Bonjour ! Je m'appelle Mrinalini Lianne Rao, doctorante de l'équipe GenOM, groupe I2SR, à l'Institut de Structurale Biologie. Ma thèse de doctorat porte sur la compréhension de la dynamique cellulaire de l'ADN glycosylase humaine (NTH1) et son partenaire YB1 pendant la réparation de l'ADN dans les lignées cellulaires cancéreuses eucaryotes. Pour étudier une telle dynamique, des techniques de microscopie à super-résolution seront utilisées, accompagnées d'une combinaison de méthodes de biologie moléculaire et structurelle.

Mon parcours universitaire comprend une licence en biotechnologie, biochimie et génétique, suivi d'un master en biologie moléculaire, génétique humaine et ingénierie de la biosanté. Ce parcours académique très riche en sciences de la vie m'a donné l'envie de me spécialiser dans les domaines de la biologie structurale afin de découvrir de nouveaux mécanismes moléculaires et cellulaires qui pourraient révolutionner le domaine de l'oncologie.

Salvatore De Bonis

HANS Fabienne — 2022-12-06T13:58:07Z

Salvatore De Bonis
Technicien de Laboratoire CEA
Email : salvatore.debonis[at]ibs.fr

Après avoir travaillé 20 ans sur différentes protéines du cytosquelette, notamment par des approches biochimiques, j'ai rejoint l'équipe GenOM en 2014.

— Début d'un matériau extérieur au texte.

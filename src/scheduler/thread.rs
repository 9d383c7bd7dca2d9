//! The thread control block.

use super::context::Context;
use super::sync::LockInner;
use alloc::boxed::Box;
use alloc::string::String;
use alloc::sync::Arc;
use alloc::vec::Vec;
use core::sync::atomic::{AtomicI32, AtomicU8, Ordering};
use spin::Mutex;

use super::fixed_point::Real;

/// Thread identifier.
pub type Tid = i32;

/// Returned when thread creation fails.
pub const TID_ERROR: Tid = -1;

pub const PRI_MIN: i32 = 0;
pub const PRI_DEFAULT: i32 = 31;
pub const PRI_MAX: i32 = 63;

pub const NICE_MIN: i32 = -20;
pub const NICE_DEFAULT: i32 = 0;
pub const NICE_MAX: i32 = 20;

/// Thread names are truncated to this many bytes.
pub const NAME_MAX: usize = 16;

/// Detects clobbered thread structures.
const THREAD_MAGIC: u32 = 0xcd6a_bf4b;

#[derive(Debug, Clone, Copy, PartialEq, Eq)]
#[repr(u8)]
pub enum ThreadStatus {
    Ready = 0,
    Running = 1,
    Blocked = 2,
    Dying = 3,
}

impl ThreadStatus {
    fn from_u8(v: u8) -> ThreadStatus {
        match v {
            0 => ThreadStatus::Ready,
            1 => ThreadStatus::Running,
            2 => ThreadStatus::Blocked,
            3 => ThreadStatus::Dying,
            _ => unreachable!("invalid thread status"),
        }
    }
}

/// One recorded priority donation: `donor` raised the owning thread's
/// priority to `priority` while waiting on `lock`.
pub(crate) struct Donation {
    pub priority: i32,
    pub donor: Tid,
    pub lock: usize,
}

/// A kernel thread. Shared as `Arc<Thread>` between the ready queue, the
/// all-threads registry, waiter lists, donations and frame ownership;
/// mutable scheduling state is atomic, the rest sits behind short-lived
/// spin locks.
pub struct Thread {
    tid: AtomicI32,
    name: String,
    magic: u32,
    pub(crate) is_idle: bool,
    status: AtomicU8,
    base_priority: AtomicI32,
    priority: AtomicI32,
    nice: AtomicI32,
    recent_cpu: AtomicI32,
    pub(crate) donations: Mutex<Vec<Donation>>,
    pub(crate) waiting_on: Mutex<Option<Arc<LockInner>>>,
    pub(crate) entry: Mutex<Option<Box<dyn FnOnce() + Send>>>,
    pub(crate) context: Context,
    pub(crate) pcb: Mutex<Option<Arc<crate::process::Pcb>>>,
    pub(crate) children: Mutex<Vec<Arc<crate::process::Pcb>>>,
    pub(crate) user: Mutex<Option<crate::process::UserState>>,
    #[cfg(target_os = "none")]
    pub(crate) stack: Option<x86_64::VirtAddr>,
}

// The register cell (bare metal) is only touched by whichever CPU-side
// owns the thread at that instant, under the scheduler's interrupts-off
// discipline.
unsafe impl Send for Thread {}
unsafe impl Sync for Thread {}

impl Thread {
    pub(crate) fn new(
        name: &str,
        priority: i32,
        is_idle: bool,
        context: Context,
        #[cfg(target_os = "none")] stack: Option<x86_64::VirtAddr>,
    ) -> Thread {
        assert!((PRI_MIN..=PRI_MAX).contains(&priority), "priority {} out of range", priority);
        let mut truncated = String::from(name);
        truncated.truncate(NAME_MAX);
        Thread {
            tid: AtomicI32::new(TID_ERROR),
            name: truncated,
            magic: THREAD_MAGIC,
            is_idle,
            status: AtomicU8::new(ThreadStatus::Blocked as u8),
            base_priority: AtomicI32::new(priority),
            priority: AtomicI32::new(priority),
            nice: AtomicI32::new(NICE_DEFAULT),
            recent_cpu: AtomicI32::new(0),
            donations: Mutex::new(Vec::new()),
            waiting_on: Mutex::new(None),
            entry: Mutex::new(None),
            context,
            pcb: Mutex::new(None),
            children: Mutex::new(Vec::new()),
            user: Mutex::new(None),
            #[cfg(target_os = "none")]
            stack,
        }
    }

    pub fn tid(&self) -> Tid {
        self.tid.load(Ordering::SeqCst)
    }

    pub(crate) fn set_tid(&self, tid: Tid) {
        self.tid.store(tid, Ordering::SeqCst);
    }

    pub fn name(&self) -> &str {
        &self.name
    }

    pub fn status(&self) -> ThreadStatus {
        ThreadStatus::from_u8(self.status.load(Ordering::SeqCst))
    }

    pub(crate) fn set_status(&self, status: ThreadStatus) {
        self.status.store(status as u8, Ordering::SeqCst);
    }

    /// Effective priority: the base plus whatever has been donated.
    pub fn priority(&self) -> i32 {
        self.priority.load(Ordering::SeqCst)
    }

    pub fn base_priority(&self) -> i32 {
        self.base_priority.load(Ordering::SeqCst)
    }

    pub(crate) fn set_base_priority(&self, priority: i32) {
        self.base_priority.store(priority, Ordering::SeqCst);
    }

    /// Overwrite the effective priority directly; MLFQS owns priorities
    /// and donation is idle there.
    pub(crate) fn set_priority_raw(&self, priority: i32) {
        self.priority.store(priority, Ordering::SeqCst);
    }

    /// Recompute the effective priority as the maximum of the base
    /// priority and all live donations.
    pub(crate) fn refresh_priority(&self) {
        let donated = self
            .donations
            .lock()
            .iter()
            .map(|d| d.priority)
            .max()
            .unwrap_or(PRI_MIN);
        let base = self.base_priority();
        self.priority.store(base.max(donated), Ordering::SeqCst);
    }

    pub fn nice(&self) -> i32 {
        self.nice.load(Ordering::SeqCst)
    }

    pub(crate) fn set_nice_raw(&self, nice: i32) {
        self.nice.store(nice, Ordering::SeqCst);
    }

    pub(crate) fn recent_cpu(&self) -> Real {
        Real::from_bits(self.recent_cpu.load(Ordering::SeqCst))
    }

    pub(crate) fn set_recent_cpu(&self, value: Real) {
        self.recent_cpu.store(value.to_bits(), Ordering::SeqCst);
    }

    pub(crate) fn check_magic(&self) {
        assert_eq!(self.magic, THREAD_MAGIC, "thread structure corrupted");
    }
}

#[cfg(target_os = "none")]
impl Drop for Thread {
    fn drop(&mut self) {
        if let Some(stack) = self.stack.take() {
            crate::memory::palloc::free_page(stack);
        }
    }
}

Je purifie et effectue des caractérisations biochimiques et biophysiques de différentes protéines impliquées dans les voies de réparation de l'ADN ou l'organisation de la chromatine chez D. radiodurans et chez l'homme.

Jean-Philippe Kleman

HANS Fabienne — 2022-12-06T13:53:59Z

Jean-Philippe Kleman, Ph.D. - HDR

Responsable de la plateforme M4D (imagerie cellulaire)
Directeur de recherche (E6) CEA
Tel : +33 (0)4 57 42 85 31
Email : jean-philippe.kleman[at]ibs.fr

Responsable de la plateforme d'imagerie cellulaire (M4D) de l'ISBG, j'ai rejoint le groupe I2SR lors de sa création, pour intégrer aux bénéfices de tous, les outils d'imagerie cellulaire et d'analyse aux thèmes de recherches développés au sein du groupe. Mon activité de recherche, initialement portée par l'étude des voies de signalisation lors de l'efferocytose (phagocytose des corps apoptotiques), se tourne depuis quelques années vers l'analyse de la dynamique des bactéries radiorésistantes Deinococcus radiodurans lors de la division cellulaire ou en réponse aux stress.